Voci da mondi diversi. Stati Uniti d'America
Ed.
Neri Pozza, trad. Massimo Ortelio, pagg. 417, Euro 19,00
Ogni volta che viene pubblicato un nuovo
romanzo di Tracy Chevalier, il suo è un atteso ritorno. Sono passati vent’anni
dal suo primo romanzo, “La ragazza con l’orecchino di perla” che l’ha resa
famosa. Dopo di quello sono venuti una serie di libri con una galleria di
personaggi femminili che ci hanno appassionato, così come ci ha appassionato il
tempo in cui hanno vissuto e il ruolo che queste donne, le sue protagoniste,
hanno avuto nella loro società, sia che ricamassero i cuscini destinati alle
panche di una chiesa, o cucissero le coperte che contenevano un messaggio per
gli schiavi fuggitivi, o cercassero fossili sulla spiaggia di Whitby. È come se
il suo intento fosse restituire dignità alle donne, sempre trascurate dalla
storia ufficiale, sempre relegate nell’ombra.

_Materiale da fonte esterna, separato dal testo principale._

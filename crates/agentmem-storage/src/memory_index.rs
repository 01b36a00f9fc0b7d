//! Full-text search index over memory content, backed by tantivy.
//!
//! The index is derived data: memory rows in [`crate::memory`] stay
//! authoritative, and [`MemoryIndex::rebuild`] can regenerate everything
//! from them. Queries combine terms with OR, so a multi-keyword search
//! matches memories containing any of the keywords, ranked by relevance.

use std::path::Path;
use std::sync::Arc;

use anyhow::Context;
use parking_lot::Mutex;
use tantivy::collector::TopDocs;
use tantivy::doc;
use tantivy::query::{BooleanQuery, Occur, Query, QueryParser, TermQuery};
use tantivy::schema::{Field, INDEXED, IndexRecordOption, STORED, STRING, Schema, TEXT, Value};
use tantivy::{Index, IndexReader, IndexWriter, ReloadPolicy, TantivyDocument, Term};

use crate::error::Result;
use crate::memory::MemoryRecord;

/// The slice of a memory row that gets indexed.
#[derive(Debug, Clone)]
pub struct IndexableMemory {
    pub id: u64,
    pub agent_id: String,
    pub session_id: Option<String>,
    pub content: String,
}

impl From<&MemoryRecord> for IndexableMemory {
    fn from(record: &MemoryRecord) -> Self {
        Self {
            id: record.id,
            agent_id: record.agent_id.clone(),
            session_id: record.session_id.clone(),
            content: record.content.clone(),
        }
    }
}

#[derive(Debug, Clone, PartialEq)]
pub struct MemoryHit {
    pub id: u64,
    pub relevance: f32,
}

pub struct MemoryIndex {
    index: Index,
    reader: IndexReader,
    writer: Arc<Mutex<IndexWriter>>,
    memory_id_field: Field,
    agent_id_field: Field,
    session_id_field: Field,
    content_field: Field,
}

impl MemoryIndex {
    pub fn open(path: &Path) -> Result<Self> {
        std::fs::create_dir_all(path)
            .with_context(|| format!("failed to create index dir: {}", path.display()))?;

        let schema = build_schema();
        let index = Index::open_in_dir(path).or_else(|_| Index::create_in_dir(path, schema))?;
        Self::from_index(index)
    }

    pub fn in_memory() -> Result<Self> {
        let schema = build_schema();
        let index = Index::create_in_ram(schema);
        Self::from_index(index)
    }

    pub fn doc_count(&self) -> Result<u64> {
        Ok(self.reader.searcher().num_docs())
    }

    /// Add or replace one memory in the index.
    pub fn index_memory(&self, memory: &IndexableMemory) -> Result<()> {
        let mut writer = self.writer.lock();
        writer.delete_term(Term::from_field_u64(self.memory_id_field, memory.id));

        writer.add_document(self.to_document(memory))?;
        writer.commit()?;
        self.reader.reload()?;
        Ok(())
    }

    /// Drop the given memory ids from the index in one commit.
    pub fn remove_many(&self, ids: &[u64]) -> Result<()> {
        if ids.is_empty() {
            return Ok(());
        }

        let mut writer = self.writer.lock();
        for id in ids {
            writer.delete_term(Term::from_field_u64(self.memory_id_field, *id));
        }
        writer.commit()?;
        self.reader.reload()?;
        Ok(())
    }

    /// Relevance-ranked memory ids matching `query` for one agent.
    ///
    /// Query terms combine with OR; a memory matching more terms ranks
    /// higher. `session_id` narrows the match to that session's memories;
    /// without it, session-scoped and agent-global memories both match.
    pub fn search(
        &self,
        query: &str,
        agent_id: &str,
        session_id: Option<&str>,
        limit: usize,
    ) -> Result<Vec<MemoryHit>> {
        let searcher = self.reader.searcher();

        let parser = QueryParser::for_index(&self.index, vec![self.content_field]);
        let text_query = parser.parse_query(query).map_err(anyhow::Error::new)?;

        let agent_term = Term::from_field_text(self.agent_id_field, agent_id);
        let agent_query = TermQuery::new(agent_term, IndexRecordOption::Basic);

        let mut clauses: Vec<(Occur, Box<dyn Query>)> = vec![
            (Occur::Must, text_query),
            (Occur::Must, Box::new(agent_query)),
        ];
        if let Some(session_id) = session_id {
            let session_term = Term::from_field_text(self.session_id_field, session_id);
            clauses.push((
                Occur::Must,
                Box::new(TermQuery::new(session_term, IndexRecordOption::Basic)),
            ));
        }
        let combined = BooleanQuery::new(clauses);

        let top_docs = searcher.search(&combined, &TopDocs::with_limit(limit))?;

        let mut hits = Vec::with_capacity(top_docs.len());
        for (relevance, address) in top_docs {
            let document: TantivyDocument = searcher.doc(address)?;
            let Some(value) = document.get_first(self.memory_id_field) else {
                continue;
            };
            let Some(id) = value.as_u64() else {
                continue;
            };
            hits.push(MemoryHit { id, relevance });
        }

        Ok(hits)
    }

    /// Drop every document and re-index from scratch, returning how many
    /// memories were indexed.
    pub fn rebuild<I>(&self, memories: I) -> Result<usize>
    where
        I: IntoIterator<Item = IndexableMemory>,
    {
        let mut writer = self.writer.lock();
        writer.delete_all_documents()?;

        let mut count = 0usize;
        for memory in memories {
            writer.add_document(self.to_document(&memory))?;
            count += 1;
        }

        writer.commit()?;
        self.reader.reload()?;
        Ok(count)
    }

    fn to_document(&self, memory: &IndexableMemory) -> TantivyDocument {
        let mut document = doc!(
            self.memory_id_field => memory.id,
            self.agent_id_field => memory.agent_id.clone(),
            self.content_field => memory.content.clone(),
        );
        // Agent-global memories carry no session field at all
        if let Some(session_id) = &memory.session_id {
            document.add_text(self.session_id_field, session_id);
        }
        document
    }

    fn from_index(index: Index) -> Result<Self> {
        let schema = index.schema();
        let memory_id_field = schema
            .get_field("memory_id")
            .context("missing memory_id field in index schema")?;
        let agent_id_field = schema
            .get_field("agent_id")
            .context("missing agent_id field in index schema")?;
        let session_id_field = schema
            .get_field("session_id")
            .context("missing session_id field in index schema")?;
        let content_field = schema
            .get_field("content")
            .context("missing content field in index schema")?;

        let writer = index.writer(50_000_000)?;
        let reader = index
            .reader_builder()
            .reload_policy(ReloadPolicy::OnCommitWithDelay)
            .try_into()?;

        Ok(Self {
            index,
            reader,
            writer: Arc::new(Mutex::new(writer)),
            memory_id_field,
            agent_id_field,
            session_id_field,
            content_field,
        })
    }
}

fn build_schema() -> Schema {
    let mut schema_builder = Schema::builder();
    schema_builder.add_u64_field("memory_id", INDEXED | STORED);
    schema_builder.add_text_field("agent_id", STRING);
    schema_builder.add_text_field("session_id", STRING);
    schema_builder.add_text_field("content", TEXT);
    schema_builder.build()
}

C’è un grande personaggio femminile anche ne “La maestra del vetro”, Orsola Rosso. All’inizio del libro è una bambina che cade in acqua- una caduta strategica, sapremo poi, perché viene mandata ad asciugarsi nella vicina fonderia dei Barattier, i migliori vetrai di Murano. Nessun estraneo può entrarvi, ma chi baderà a una bambina? E forse lei riuscirà a ‘spiare’ a che cosa stiano lavorando, a carpire qualche segreto. Perché i Rosso non sono niente accanto ai Barattier, la loro è una piccola fonderia a conduzione famigliare- il padre, la madre, due figli e Orsola.
Orsola, però, è fuori gioco, l’arte del vetro è cosa da uomini. Il destino, o le sue capacità, l’arte del vetro che ha nel sangue, mostreranno che non è vero. Verrà il tempo che sarà Orsola a salvare le finanze della famiglia dedicandosi- di nascosto dal fratello- a fare perle di vetro, come le ha suggerito e insegnato Maria Barattier che l’ha presa a ben volere.
A Murano, l’isola del vetro, dal 1486 ai giorni del Covid della nostra epoca, seguiamo le vicende della famiglia Rosso, gli amori, i matrimoni, la nascita dei bambini, le morti. Perché, secoli prima del Covid, la peste aveva falciato la vita degli abitanti di Venezia, arrivando anche a Murano, portandosi via più di uno dei Rosso. Dalla peste al Covid- questo è solo uno dei fili che collegano il tempo, perché l’uso del tempo è una delle caratteristiche del romanzo. La scrittrice ci suggerisce di immaginare un sasso lanciato per rimbalzare sull’acqua, ad ogni balzo c’è anche un balzo di secoli che però non corrisponde al modo di passare del tempo per i personaggi- cento anni di Storia, che possono includere la peste, ma anche Napoleone, gli austriaci, le nuove rotte commerciali che tagliano fuori Venezia, possono essere soltanto otto o dieci anni per la famiglia Rosso.
Il tempo a Venezia non esiste, Venezia è fuori del tempo nella sua immobilità azzurrina, eppure, anche se impieghiamo la nostra immaginazione e ci affidiamo alla maestria della scrittrice, è un poco straniante e non facile collocare i personaggi, che non cambiano molto nei secoli, in un mondo che passa dalle carrozze e le gondole alle automobili e ai vaporetti.
Cambia
anche l’arte del vetro, nei secoli, cambia il gusto, si affina la tecnica-
dalle vetrerie di Murano escono dei capolavori. E l’arte del vetro è protagonista
assoluta del romanzo. Ci interessa seguire l’evoluzione di Orsola che acquista
sicurezza e maestria nel foggiare le perle (di nascosto dapprima), ma quello
che ci incanta è la descrizione di come le collane, i lampadari, le coppe
vengano fatte, come nascano le idee- i ghepardi per la stravagante marchesa
Casati, la collana rosso rubino per Giuseppina Bonaparte, il lampadario con i
grappoli d’uva per Casanova- e come vengano realizzate. E il piccolo delfino di
vetro, che era stato pegno d’amore del bel veneziano di cui Orsola era
innamorata e che puntualmente le veniva recapitato dalla lontana Praga che
osava rivaleggiare con Venezia nell’arte del vetro, diventa il simbolo della
continuità della bellezza, dell’arte, dell’esistenza stessa di Venezia.